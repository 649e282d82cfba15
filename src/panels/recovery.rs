//! Password recovery wizard: request a code, verify it, set a new password.

use super::{check_new_password, ValidationError};

pub const CODE_LEN: usize = 6;

#[derive(Debug, Clone, Copy, PartialEq, Eq, Default)]
pub enum RecoveryStep {
    #[default]
    RequestCode,
    VerifyCode,
    ResetPassword,
    Done,
}

impl RecoveryStep {
    /// 1-based position for the progress indicator
    pub fn number(self) -> u8 {
        match self {
            RecoveryStep::RequestCode => 1,
            RecoveryStep::VerifyCode => 2,
            RecoveryStep::ResetPassword | RecoveryStep::Done => 3,
        }
    }

    pub fn title(self) -> &'static str {
        match self {
            RecoveryStep::RequestCode => "Solicitar código",
            RecoveryStep::VerifyCode => "Verificar código",
            RecoveryStep::ResetPassword => "Nueva contraseña",
            RecoveryStep::Done => "Contraseña actualizada",
        }
    }
}

#[derive(Debug, Clone, Default)]
pub struct RecoveryWizard {
    step: RecoveryStep,
    email: String,
}

impl RecoveryWizard {
    pub fn new() -> Self {
        Self::default()
    }

    pub fn step(&self) -> RecoveryStep {
        self.step
    }

    pub fn email(&self) -> &str {
        &self.email
    }

    /// Step 1. The code is not actually delivered anywhere.
    pub fn send_code(&mut self, email: &str) -> Result<(), ValidationError> {
        let email = email.trim();
        if !email.contains('@') {
            return Err(ValidationError::InvalidEmail);
        }
        self.email = email.to_string();
        self.step = RecoveryStep::VerifyCode;
        tracing::info!("Recovery code requested for {}", self.email);
        Ok(())
    }

    /// Step 2. Any six digits pass.
    pub fn verify_code(&mut self, code: &str) -> Result<(), ValidationError> {
        let code = code.trim();
        if code.len() != CODE_LEN || !code.bytes().all(|b| b.is_ascii_digit()) {
            return Err(ValidationError::InvalidCode);
        }
        self.step = RecoveryStep::ResetPassword;
        Ok(())
    }

    /// Step 3
    pub fn reset_password(&mut self, password: &str, confirm: &str) -> Result<(), ValidationError> {
        check_new_password(password, confirm)?;
        self.step = RecoveryStep::Done;
        tracing::info!("Password reset completed for {}", self.email);
        Ok(())
    }

    /// Go back one step; the first step stays put
    pub fn back(&mut self) {
        self.step = match self.step {
            RecoveryStep::RequestCode | RecoveryStep::VerifyCode => RecoveryStep::RequestCode,
            RecoveryStep::ResetPassword => RecoveryStep::VerifyCode,
            RecoveryStep::Done => RecoveryStep::Done,
        };
    }

    pub fn is_done(&self) -> bool {
        self.step == RecoveryStep::Done
    }
}
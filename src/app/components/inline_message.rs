//! Dismissable inline message for validation and backend errors.

use dioxus::prelude::*;

#[derive(Clone, Copy, Debug, PartialEq, Default)]
pub enum MessageKind {
    #[default]
    Error,
    Success,
}

/// A message box with a close button, shown above the form it refers to.
#[component]
pub fn InlineMessage(
    /// Text to display
    message: String,
    #[props(default)] kind: MessageKind,
    /// Called when the dismiss button is clicked
    on_dismiss: EventHandler<()>,
) -> Element {
    let class = match kind {
        MessageKind::Error => "inline-message error",
        MessageKind::Success => "inline-message success",
    };

    rsx! {
        div { class: "{class}", role: "alert",
            span { "{message}" }
            button {
                class: "btn-ghost",
                "aria-label": "Cerrar",
                onclick: move |_| on_dismiss.call(()),
                "×"
            }
        }
    }
}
* * * * * * * * *
Exercise instructions: Please reproduce exactly the lines in the listing above from the one containing "pub fn send_code(&mut" through the one containing "self.email = email.to_string();", both included, and nothing more.

Written solution:
    pub fn send_code(&mut self, email: &str) -> Result<(), ValidationError> {
        let email = email.trim();
        if !email.contains('@') {
            return Err(ValidationError::InvalidEmail);
        }
        self.email = email.to_string();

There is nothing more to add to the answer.